The saying “you don’t know what you’ve got ’til it’s gone” reminds us not to take things for granted. It is often when we no longer have something or someone that we recognise the value of what we’ve lost. This is true of international students in Australia whose numbers halved during the pandemic.

Can hindsight help us understand what we had and help to guide our future? That question lingers as tens of thousands of new and returning international students arrive back in Australia now that borders have reopened.

Students pursue international education for a variety of reasons. The main one is to improve their employment prospects.

International students are looking for high-quality, relevant curriculum and credentials that will best serve their career plans. While studying, they also seek social connections that help them to navigate local education and employment systems.

The pandemic created chaos and uncertainty about enrolments, border closures, flight availability and quarantine requirements. Over the past two years, many international students had to put their plans on hold.
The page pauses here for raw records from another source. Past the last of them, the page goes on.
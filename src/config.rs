use anyhow::{anyhow, Context, Result};
use std::env;

use crate::payments::{GatewayConfig, GatewaySettings};

#[derive(Debug, Clone)]
pub struct Config {
    pub server: ServerConfig,
    pub database: DatabaseConfig,
    pub gateway: GatewayConfig,
}

#[derive(Debug, Clone)]
pub struct ServerConfig {
    pub host: String,
    pub port: u16,
    pub environment: String,
}

#[derive(Debug, Clone)]
pub struct DatabaseConfig {
    pub url: String,
    pub max_connections: u32,
}

impl Config {
    pub fn from_env() -> Result<Self> {
        let server = ServerConfig {
            host: env::var("HOST").unwrap_or_else(|_| "0.0.0.0".to_string()),
            port: env::var("PORT")
                .context("PORT not set")?
                .parse()
                .context("PORT must be a valid number")?,
            environment: env::var("ENVIRONMENT").unwrap_or_else(|_| "development".to_string()),
        };

        let database = DatabaseConfig {
            url: env::var("DATABASE_URL").context("DATABASE_URL not set")?,
            max_connections: env::var("DATABASE_MAX_CONNECTIONS")
                .unwrap_or_else(|_| "20".to_string())
                .parse()
                .context("DATABASE_MAX_CONNECTIONS must be a valid number")?,
        };

        let gateway = GatewaySettings::from_env()
            .and_then(GatewaySettings::into_gateway_config)
            .context("Invalid PLATRON_* gateway configuration")?;

        let config = Config {
            server,
            database,
            gateway,
        };

        config.validate()?;
        Ok(config)
    }

    pub fn validate(&self) -> Result<()> {
        if self.server.port < 1024 {
            return Err(anyhow!(
                "Port must be at least 1024, got {}",
                self.server.port
            ));
        }

        let valid_environments = ["development", "staging", "production"];
        if !valid_environments.contains(&self.server.environment.as_str()) {
            return Err(anyhow!(
                "Environment must be one of: {:?}, got {}",
                valid_environments,
                self.server.environment
            ));
        }

        if self.database.url.trim().is_empty() {
            return Err(anyhow!("DATABASE_URL cannot be empty"));
        }

        if self.database.max_connections == 0 {
            return Err(anyhow!("DATABASE_MAX_CONNECTIONS must be greater than 0"));
        }

        if self.server.environment == "production" && self.gateway.test_mode() {
            tracing::warn!("Running in production with PLATRON_TEST_MODE enabled");
        }

        Ok(())
    }
}
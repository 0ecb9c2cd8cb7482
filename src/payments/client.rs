//! Outbound payment initiation
//!
//! Builds the signed `init_payment.php` request, sends it through the
//! configured transport and turns the gateway's XML answer into a redirect
//! URL or a typed error.

use async_trait::async_trait;
use rust_decimal::{Decimal, RoundingStrategy};
use std::sync::Arc;
use std::time::Duration;
use tracing::{error, info, warn};

use crate::error::{GatewayError, GatewayResult};
use crate::payments::codes::error_code_label;
use crate::payments::config::GatewayConfig;
use crate::payments::signature::{Endpoint, OsRngSalt, SignatureEngine, INIT_PAYMENT_SCRIPT};
use crate::payments::traits::{GatewayTransport, PaymentGateway, SaltSource, TransportResponse};
use crate::payments::transport::ReqwestTransport;
use crate::payments::types::{ParameterSet, PaymentRedirect, PaymentRequest};
use crate::payments::wire::InitPaymentReply;

const RETRY_BASE_DELAY: Duration = Duration::from_millis(500);

/// Fixed-point amount with exactly two fraction digits and a `.` separator.
pub fn format_amount(amount: Decimal) -> String {
    let mut rounded = amount.round_dp_with_strategy(2, RoundingStrategy::MidpointAwayFromZero);
    rounded.rescale(2);
    rounded.to_string()
}

pub struct PaymentClient {
    config: Arc<GatewayConfig>,
    engine: SignatureEngine,
    transport: Arc<dyn GatewayTransport>,
    salts: Arc<dyn SaltSource>,
}

impl PaymentClient {
    pub fn new(
        config: Arc<GatewayConfig>,
        transport: Arc<dyn GatewayTransport>,
        salts: Arc<dyn SaltSource>,
    ) -> Self {
        let engine = SignatureEngine::new(config.digest());
        Self {
            config,
            engine,
            transport,
            salts,
        }
    }

    /// Client with the reqwest transport and OS random salts.
    pub fn from_config(config: Arc<GatewayConfig>) -> GatewayResult<Self> {
        let transport = ReqwestTransport::new(config.request_timeout())?;
        Ok(Self::new(config, Arc::new(transport), Arc::new(OsRngSalt)))
    }

    pub fn config(&self) -> &GatewayConfig {
        &self.config
    }

    /// Signed parameter set for `init_payment.php`.
    pub fn build_init_params(&self, request: &PaymentRequest) -> GatewayResult<ParameterSet> {
        if request.invoice_id.trim().is_empty() {
            return Err(GatewayError::invalid_request("Invoice id cannot be empty"));
        }
        if request.description.trim().is_empty() {
            return Err(GatewayError::invalid_request("Payment description cannot be empty"));
        }
        if request.amount <= Decimal::ZERO {
            return Err(GatewayError::invalid_request(format!(
                "Amount must be positive, got {}",
                request.amount
            )));
        }

        let config = &self.config;
        let callbacks = config.callbacks();
        let response_method = config.response_method();

        // Opaque extras first so the protocol fields always win.
        let mut params = request.extra.clone();
        params
            .insert("pg_merchant_id", config.account_id())
            .insert("pg_description", request.description.as_str())
            .insert("pg_amount", format_amount(request.amount))
            .insert("pg_salt", self.salts.generate())
            .insert("pg_order_id", request.invoice_id.as_str())
            .insert("pg_currency", config.currency())
            .insert("pg_check_url", callbacks.check.as_deref())
            .insert("pg_result_url", callbacks.result.as_deref())
            .insert("pg_refund_url", callbacks.refund.as_deref())
            .insert("pg_capture_url", callbacks.capture.as_deref())
            .insert("pg_success_url", callbacks.success.as_deref())
            .insert("pg_failure_url", callbacks.failure.as_deref())
            .insert("pg_site_url", callbacks.site_return.as_deref())
            .insert("pg_state_url", callbacks.state.as_deref())
            .insert("pg_request_method", config.request_method())
            .insert("pg_success_url_method", response_method)
            .insert("pg_failure_url_method", response_method)
            .insert("pg_state_url_method", response_method)
            // Live mode omits the flag entirely instead of sending 0.
            .insert("pg_testing_mode", config.test_mode().then_some(true));

        self.engine
            .attach(&Endpoint::init_payment(), &mut params, config.secret_key());

        Ok(params)
    }

    async fn send_with_retries(&self, script: &str, params: &ParameterSet) -> GatewayResult<TransportResponse> {
        let url = self.config.script_url(script)?;
        let form = params.to_wire_pairs();
        let max_retries = self.config.max_retries();

        let mut attempt = 0;
        loop {
            let outcome = self.transport.post_form(url.as_str(), &form).await;

            let failure = match outcome {
                Ok(response) if response.is_success() => return Ok(response),
                Ok(response) => {
                    let err = GatewayError::unavailable(
                        Some(response.status),
                        format!("Gateway HTTP error: {}", response.status),
                    );
                    // Client errors will not change on retry.
                    if response.status < 500 {
                        return Err(err);
                    }
                    err
                }
                Err(err) => err,
            };

            if attempt >= max_retries || !failure.is_retryable() {
                error!("Gateway call to {} failed: {}", script, failure);
                return Err(failure);
            }

            let backoff = RETRY_BASE_DELAY * 2_u32.pow(attempt);
            warn!(
                "Gateway call to {} failed, retrying after {:?} (attempt {}): {}",
                script,
                backoff,
                attempt + 1,
                failure
            );
            tokio::time::sleep(backoff).await;
            attempt += 1;
        }
    }
}

#[async_trait]
impl PaymentGateway for PaymentClient {
    async fn initiate_payment(&self, request: PaymentRequest) -> GatewayResult<PaymentRedirect> {
        info!(
            "Initiating payment: order_id={} amount={} {}",
            request.invoice_id,
            format_amount(request.amount),
            self.config.currency()
        );

        let params = self.build_init_params(&request)?;
        let response = self.send_with_retries(INIT_PAYMENT_SCRIPT, &params).await?;
        let reply = InitPaymentReply::parse(&response.body)?;

        if !reply.is_ok() {
            let code = reply.error_code();
            let label = error_code_label(code);
            let description = reply.pg_error_description.unwrap_or_default();
            error!(
                "Gateway rejected payment: order_id={} code={} label={} description={}",
                request.invoice_id, code, label, description
            );
            return Err(GatewayError::GatewayRejected {
                code,
                label,
                description,
            });
        }

        let redirect_url = reply
            .pg_redirect_url
            .filter(|u| !u.trim().is_empty())
            .ok_or_else(|| {
                GatewayError::unavailable(
                    Some(response.status),
                    "Gateway response has no pg_redirect_url",
                )
            })?;

        info!(
            "Payment initiated: order_id={} payment_id={}",
            request.invoice_id,
            reply.pg_payment_id.as_deref().unwrap_or("-")
        );

        Ok(PaymentRedirect {
            redirect_url: redirect_url.trim().to_string(),
            payment_id: reply.pg_payment_id,
            order_id: request.invoice_id,
        })
    }
}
They hung on to the possibility of studying and working in Australia.

Let’s not forget, they can choose other countries that will be seeking highly educated and skilled graduates. Some have already moved on to countries where borders were open, such as Canada. These countries offered access to high-quality international education with fewer complications and greater certainty about transitioning to work visas.

Their absence hit us hard

Consider what Australia lost when so many international students were gone. In 2019, they contributed an estimated $40.3 billion to the economy. International education supported about 250,000 jobs in Australia.

Border closures reduced enrolments by up to 70% in some parts of the higher education sector.

The financial impacts on Australian universities have been smaller than originally predicted, but the loss of billions in revenue should not be discounted. Universities were exposed to the risks of depending on a never-ending flow of new international students and their tuition fees. The pandemic’s impacts on university finances led to the loss of as many as 35,000 academic and professional jobs.

Local communities and businesses also missed the consumer power of international students and visiting family members who purchased goods and services. Employers have struggled to find enough local workers for job vacancies that these students would fill.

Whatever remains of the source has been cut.